Male C3H/HeNCrlBR mice, approximately 6 to 8 weeks of age, were obtained from Charles River Breeding Laboratories (Montreal, Quebec, Canada) and acclimated for 14 days prior to study initiation. Animals were randomly distributed into 5 test groups of 50 mice each. Mice were housed individually in suspended stainless steel cages and were allowed access to Purina-Certified Rodent Chow Pellets (#5002; Ralston Purina Company, St. Louis, Missouri) and water ad libitum. A 12-h light–dark lighting was maintained, and the room temperature and humidity were controlled within a range of 68°C to 76°C and 40% to 70%, respectively.

Test materials were applied as 37.5 μL doses to the clipped backs of each mouse twice weekly, in order to achieve a total weekly dose of 75 μL. Both AC-20 and CR are too viscous to be applied in an undiluted form. Accordingly, MO was used as a diluent. Mineral oil has been found to be noncarcinogenic and nonirritating to the skin.⁸ Asphalt cement 20 and CR were diluted and applied at the limits of solubility in MO, 30% (weight/volume [w/v]) and 75% (weight/weight [w/w]), respectively, and BaP was applied at a 0.05% (w/v) dilution in toluene. Mice were examined twice daily for viability, and clinical observations were conducted at study initiation and weekly thereafter, specifically noting the presence of dermal growths and irritation. Body weights were recorded the week prior to dosing, during the first study week, and every 4 weeks thereafter until study termination. At study termination, gross necropsies were conducted on each animal, consisting of an examination of the external surface, all orifices, the thoracic, abdominal and cranial cavities and their viscera, the cervical tissues, organs, and the carcass.

After 24 months of treatment, the animals were euthanized by asphyxiation using carbon dioxide gas. Animals considered either moribund or exhibiting a dermal carcinoma were euthanized prior to 24 months. Treated skin, untreated skin, and any grossly observable masses were preserved in 10% neutral buffered formalin for histopathological evaluation and confirmation of gross observations.

Optimized Ames Assay

Mutagenic potential of the test materials was evaluated in an optimized Ames assay (often referred to as the modified Ames test) as detailed by Blackburn et al.^18,19 Briefly, this method evaluates the ability of a test material to cause reverse mutations at the histidine locus in S typhimurium to overcome nutritional histidine dependence when histidine is withheld from the media. Optimized parameters include DMSO extraction to concentrate the PAC-containing fraction; use of metabolizing enzymes from hamster liver 8 times the standard concentration; and use of a single strain, TA98, shown to be the most responsive to PAC.
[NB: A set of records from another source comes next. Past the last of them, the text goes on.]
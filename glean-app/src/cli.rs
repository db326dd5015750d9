use std::path::PathBuf;

use clap::{Args, Parser, Subcommand};
use glean_llm::prompt::Action;
use url::Url;

#[derive(Debug, Parser)]
#[command(
    name = "glean",
    version,
    about = "Translate or summarize web pages through a completion API"
)]
pub struct Cli {
    /// YAML configuration file (default: ./glean.yaml when present).
    #[arg(long, global = true)]
    pub config: Option<PathBuf>,

    #[command(subcommand)]
    pub command: Command,
}

#[derive(Debug, Subcommand)]
pub enum Command {
    /// Translate and/or summarize a page or a selection of it.
    Process(ProcessArgs),
    /// Save a processed result together with the page text as Markdown.
    Export(ExportArgs),
    /// Manage saved API keys.
    #[command(subcommand)]
    Keys(KeysCommand),
}

/// Where the page comes from.
#[derive(Debug, Clone, Args)]
#[group(required = true, multiple = false)]
pub struct PageArgs {
    /// Fetch the page over HTTP.
    #[arg(long)]
    pub url: Option<Url>,
    /// Read the page from a local HTML file.
    #[arg(long)]
    pub file: Option<PathBuf>,
}

#[derive(Debug, Args)]
pub struct ProcessArgs {
    /// translate, summary or translate-summary
    pub action: Action,

    #[command(flatten)]
    pub page: PageArgs,

    /// Process this text instead of the page body.
    #[arg(long, conflicts_with = "selection_stdin")]
    pub selection: Option<String>,

    /// Read the text to process from stdin instead of the page body.
    #[arg(long)]
    pub selection_stdin: bool,

    /// Completion model (overrides config).
    #[arg(long)]
    pub model: Option<String>,

    /// Credential used when no saved key is selected (overrides config).
    #[arg(long, env = "OPENROUTER_API_KEY", hide_env_values = true)]
    pub api_key: Option<String>,

    /// Export the result as Markdown after processing.
    #[arg(long)]
    pub save: bool,
}

#[derive(Debug, Args)]
pub struct ExportArgs {
    #[command(flatten)]
    pub page: PageArgs,

    /// File holding the processed text; stdin when omitted.
    #[arg(long)]
    pub result_file: Option<PathBuf>,
}

#[derive(Debug, Subcommand)]
pub enum KeysCommand {
    /// Show saved keys, marking the selected one.
    List {
        /// Print keys in full instead of masked.
        #[arg(long)]
        reveal: bool,
    },
    /// Save a key and select it.
    Add { key: String },
    /// Forget a key.
    Remove { key: String },
    /// Select a key.
    Select { key: String },
    /// Print the selected key (masked).
    Selected,
    /// Show or set the legacy single-key slot.
    Legacy { key: Option<String> },
    /// Copy the legacy key into the saved list.
    Migrate,
}

#[cfg(test)]
mod tests {
    use super::*;
    use clap::CommandFactory;

    #[test]
    fn cli_definition_is_consistent() {
        Cli::command().debug_assert();
    }

    #[test]
    fn process_parses_action_and_page() {
        let cli = Cli::try_parse_from([
            "glean",
            "process",
            "translate-summary",
            "--url",
            "https://example.com/post",
            "--save",
        ])
        .unwrap();
        let Command::Process(args) = cli.command else {
            panic!("expected process");
        };
        assert_eq!(args.action, Action::TranslateSummary);
        assert_eq!(args.page.url.unwrap().host_str(), Some("example.com"));
        assert!(args.save);
    }

    #[test]
    fn unknown_action_is_rejected() {
        let err = Cli::try_parse_from(["glean", "process", "paraphrase", "--file", "a.html"]);
        assert!(err.is_err());
    }

    #[test]
    fn page_source_is_required_and_exclusive() {
        assert!(Cli::try_parse_from(["glean", "process", "summary"]).is_err());
        assert!(
            Cli::try_parse_from([
                "glean",
                "export",
                "--url",
                "https://example.com",
                "--file",
                "a.html"
            ])
            .is_err()
        );
    }

    #[test]
    fn keys_subcommands_parse() {
        let cli = Cli::try_parse_from(["glean", "keys", "legacy"]).unwrap();
        assert!(matches!(
            cli.command,
            Command::Keys(KeysCommand::Legacy { key: None })
        ));
        let cli = Cli::try_parse_from(["glean", "--config", "x.yaml", "keys", "add", "sk-1"]).unwrap();
        assert_eq!(cli.config, Some(PathBuf::from("x.yaml")));
        assert!(matches!(cli.command, Command::Keys(KeysCommand::Add { ref key }) if key == "sk-1"));
    }
}
//! The user-facing operations: process a page or selection, export the result.
//!
//! Every operation clears the status board, takes the [`OperationGate`],
//! reports progress on the board, and on failure logs the error and shows it
//! as a single line. The gate is released on every exit path.

use std::path::PathBuf;
use std::sync::Arc;

use glean_common::{GleanError, Result};
use glean_export::{ExportRequest, MarkdownExporter, today_utc};
use glean_llm::prompt::Action;
use glean_llm::traits::CompletionClient;
use glean_runtime::{OperationGate, StatusBoard};
use glean_store::KeyStore;
use glean_web::{ContentExtractor, Page};

pub const NO_TEXT_MESSAGE: &str = "No text found to process";

/// Which text of the page an action runs on.
#[derive(Debug, Clone, Copy, PartialEq, Eq)]
pub enum TextSource {
    FullPage,
    Selection,
}

pub struct Session {
    extractor: ContentExtractor,
    client: Arc<dyn CompletionClient>,
    keys: KeyStore,
    exporter: MarkdownExporter,
    gate: OperationGate,
    board: StatusBoard,
    model: String,
    explicit_key: Option<String>,
    last_result: Option<String>,
}

impl Session {
    pub fn new(
        client: Arc<dyn CompletionClient>,
        keys: KeyStore,
        exporter: MarkdownExporter,
        model: impl Into<String>,
    ) -> Self {
        Self {
            extractor: ContentExtractor::new(),
            client,
            keys,
            exporter,
            gate: OperationGate::new(),
            board: StatusBoard::default(),
            model: model.into(),
            explicit_key: None,
            last_result: None,
        }
    }

    /// Credential to fall back on when no saved key is selected.
    pub fn with_explicit_key(mut self, key: Option<String>) -> Self {
        self.explicit_key = key;
        self
    }

    pub fn with_board(mut self, board: StatusBoard) -> Self {
        self.board = board;
        self
    }

    pub fn keys(&self) -> &KeyStore {
        &self.keys
    }

    pub fn board(&self) -> &StatusBoard {
        &self.board
    }

    pub fn gate(&self) -> &OperationGate {
        &self.gate
    }

    /// Result of the last successful [`Session::process`].
    pub fn last_result(&self) -> Option<&str> {
        self.last_result.as_deref()
    }

    /// Run `action` over the chosen text. `Ok(None)` means there was nothing
    /// to send; the board then carries [`NO_TEXT_MESSAGE`].
    pub async fn process(
        &mut self,
        page: &Page,
        source: TextSource,
        action: Action,
    ) -> Result<Option<String>> {
        self.board.clear();
        let _token = match self.gate.begin(action.as_str()) {
            Ok(token) => token,
            Err(e) => return Err(self.fail("process", e)),
        };
        self.board.show_status("Processing...");

        match self.run_process(page, source, action).await {
            Ok(Some(result)) => {
                self.board.show_status("Processing complete");
                self.last_result = Some(result.clone());
                Ok(Some(result))
            }
            Ok(None) => {
                self.board.show_error(NO_TEXT_MESSAGE);
                Ok(None)
            }
            Err(e) => Err(self.fail("process", e)),
        }
    }

    async fn run_process(
        &self,
        page: &Page,
        source: TextSource,
        action: Action,
    ) -> Result<Option<String>> {
        let text = match source {
            TextSource::FullPage => self.extractor.extract(page)?,
            TextSource::Selection => self.extractor.extract_selection(page),
        };
        if text.is_empty() {
            return Ok(None);
        }
        tracing::info!(%action, ?source, chars = text.chars().count(), "process.start");

        let credential = self
            .keys
            .resolve_credential(self.explicit_key.as_deref())
            .await?;
        let result = self
            .client
            .process(&text, action, &credential, &self.model)
            .await?;
        Ok(Some(result))
    }

    /// Export the last processed result.
    pub async fn export(&mut self, page: &Page) -> Result<PathBuf> {
        let result = self.last_result.clone().unwrap_or_default();
        self.export_text(page, &result).await
    }

    /// Export `result_text` together with the page's full extracted text.
    pub async fn export_text(&mut self, page: &Page, result_text: &str) -> Result<PathBuf> {
        self.board.clear();
        let _token = match self.gate.begin("export") {
            Ok(token) => token,
            Err(e) => return Err(self.fail("export", e)),
        };
        self.board.show_status("Creating markdown file...");

        match self.run_export(page, result_text).await {
            Ok(path) => {
                self.board.show_status("File saved successfully!");
                Ok(path)
            }
            Err(e) => Err(self.fail("export", e)),
        }
    }

    async fn run_export(&self, page: &Page, result_text: &str) -> Result<PathBuf> {
        if result_text.is_empty() {
            return Err(GleanError::NoResult);
        }
        let original_text = self.extractor.extract(page)?;
        let source = page.source_host();
        let date = today_utc();

        self.exporter
            .export(&ExportRequest {
                title: &page.title,
                source: &source,
                date: &date,
                original_text: &original_text,
                result_text,
            })
            .await
    }

    /// Log a failure and put it on the error line. The error is returned to
    /// the caller, which is the one that prints it.
    fn fail(&mut self, operation: &'static str, e: GleanError) -> GleanError {
        tracing::error!(operation, remote = e.is_remote(), error = %e, "operation.failed");
        self.board.record_error(e.to_string());
        e
    }
}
Test materials were first diluted in cyclohexane and extracted with DMSO, followed by brief vortexing every 5 minutes for 30 minutes. After separation, the DMSO fraction was removed and stored at room temperature overnight. Appropriate dilutions in DMSO were prepared from these stock solutions. Coastal residuum was tested in an initial assay at concentrations of 1, 5, 10, 25, and 50 μL/plate and in a second assay at 1, 5, 7.5, 10, and 15 μL/plate, due to significant toxicity at the 2 highest doses in the initial assay. Asphalt cement 20 was completely toxic at the doses used in an initial assay starting at 1 μL/plate, thus, AC-20 was tested in duplicate assays at concentrations of 0.005, 0.01, 0.05, 0.1, 0.5, and 1 μL/plate. The positive control material, a heavy catalytically cracked gas oil, was tested at 1 μL/plate. Vehicle dose levels were kept below the concentration known to be toxic to the tester organism. The preincubation method was followed, such that the test material dilutions were added to a sterile glass tube followed by hamster metabolic enzymes and then bacteria. After a 20-minute preincubation at 37°C, top agar was added, and the mixtures were vortexed and immediately plated. Once cooled, the plates were inverted and incubated for 2 days at 37°C, following which the plates were evaluated for toxicity and the colonies were counted.

Statistics

For the dermal carcinogenesis study, an analysis of survivorship was based on the Weibull estimate of median survivorship with comparisons made on the basis of 95% confidence intervals, as well as by the Kruskal-Wallis analysis and Cox test.^20–22 Mean body weights were evaluated at each time period using the MO control group as the control. First, Bartlett test was performed to determine whether the dose groups had equal variance. If the variances were equal, a standard 1-way analysis of variance using the F distribution to assess the significance was used. If significant differences among the means were indicated, Dunnett test was used to determine which treatment groups differed significantly from the control.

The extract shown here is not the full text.